DATA SUPPLIED |
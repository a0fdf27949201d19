//! Declarative guard configuration.
//!
//! The rule list is an ordered `[[rule]]` array in a TOML document; each
//! entry names its rule `type` and carries that rule's options. Resolution
//! order: the `FENCE_CONFIG` environment override, then `.fence/guards.toml`,
//! then `fence.toml` at the repository root.
//!
//! ```toml
//! [[rule]]
//! type = "allowed-dirs"
//! allow = ["src/**", "!**/target/**"]
//!
//! [[rule]]
//! type = "mtime-compare"
//! group_a = ["src/**"]
//! group_b = ["fence.toml"]
//! action = "warn"
//! epsilon_ms = 5000
//! ```

use std::path::{Path, PathBuf};

use serde::Deserialize;

use crate::rules::{
    AllowedDirs, AllowedDirsOptions, MtimeCompare, MtimeCompareOptions, UpstreamConflict,
    UpstreamConflictOptions,
};
use crate::Rule;

/// Environment variable overriding the configuration path.
pub const CONFIG_ENV: &str = "FENCE_CONFIG";

/// In-tree configuration paths probed in order when no override is set.
pub const CONFIG_PATHS: &[&str] = &[".fence/guards.toml", "fence.toml"];

/// Failure to locate, read or parse the configuration document.
///
/// Always fatal for the hook (exit code 2): partial enforcement from a
/// half-understood document would be worse than a loud failure.
#[derive(Debug, thiserror::Error)]
pub enum ConfigError {
    /// No configuration document was found at any probed location.
    #[error("no guard configuration found (set {CONFIG_ENV} or add one of {CONFIG_PATHS:?})")]
    NotFound,
    /// The document exists but could not be read.
    #[error("failed to read {path}: {source}")]
    Read {
        /// The path that failed to read.
        path: PathBuf,
        /// The underlying I/O error.
        #[source]
        source: std::io::Error,
    },
    /// The document is not valid configuration TOML.
    #[error("failed to parse {path}: {source}")]
    Parse {
        /// The path that failed to parse.
        path: PathBuf,
        /// The underlying TOML error.
        #[source]
        source: toml::de::Error,
    },
}

/// One configured rule instance.
#[derive(Debug, Clone, Deserialize)]
#[serde(tag = "type", rename_all = "kebab-case")]
pub enum RuleConfig {
    /// `type = "allowed-dirs"`
    AllowedDirs(AllowedDirsOptions),
    /// `type = "mtime-compare"`
    MtimeCompare(MtimeCompareOptions),
    /// `type = "upstream-conflict"`
    UpstreamConflict(UpstreamConflictOptions),
}

impl RuleConfig {
    fn build(self) -> Box<dyn Rule> {
        match self {
            RuleConfig::AllowedDirs(options) => Box::new(AllowedDirs::new(options)),
            RuleConfig::MtimeCompare(options) => Box::new(MtimeCompare::new(options)),
            RuleConfig::UpstreamConflict(options) => Box::new(UpstreamConflict::new(options)),
        }
    }
}

/// The parsed configuration document.
#[derive(Debug, Clone, Default, Deserialize)]
pub struct Config {
    /// Rules in execution order.
    #[serde(default, rename = "rule")]
    pub rules: Vec<RuleConfig>,
}

impl Config {
    /// Resolve the configuration path for `cwd`.
    ///
    /// An explicit `FENCE_CONFIG` value is returned without an existence
    /// check so a broken override fails loudly on read instead of being
    /// silently skipped.
    pub fn resolve_path(cwd: &Path) -> Option<PathBuf> {
        if let Ok(env_path) = std::env::var(CONFIG_ENV) {
            if !env_path.is_empty() {
                return Some(cwd.join(env_path));
            }
        }
        CONFIG_PATHS.iter().map(|rel| cwd.join(rel)).find(|p| p.exists())
    }

    /// Load and parse the document at `path`.
    pub fn load(path: &Path) -> Result<Self, ConfigError> {
        let text = std::fs::read_to_string(path).map_err(|source| ConfigError::Read {
            path: path.to_owned(),
            source,
        })?;
        toml::from_str(&text).map_err(|source| ConfigError::Parse {
            path: path.to_owned(),
            source,
        })
    }

    /// Resolve and load the configuration for `cwd`.
    pub fn discover(cwd: &Path) -> Result<Self, ConfigError> {
        let path = Self::resolve_path(cwd).ok_or(ConfigError::NotFound)?;
        log::debug!("guard configuration at {path:?}");
        Self::load(&path)
    }

    /// Construct the rule list in configuration order.
    pub fn into_rules(self) -> Vec<Box<dyn Rule>> {
        self.rules.into_iter().map(RuleConfig::build).collect()
    }
}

DIRECTIONS FOR THIS TASK |
Out of the data above, transcribe exactly and only the lines starting with the line that has "enforcement from a" and going on through the line that has "any probed location.", both included.

RESULT OF THIS TASK |
/// Always fatal for the hook (exit code 2): partial enforcement from a
/// half-understood document would be worse than a loud failure.
#[derive(Debug, thiserror::Error)]
pub enum ConfigError {
    /// No configuration document was found at any probed location.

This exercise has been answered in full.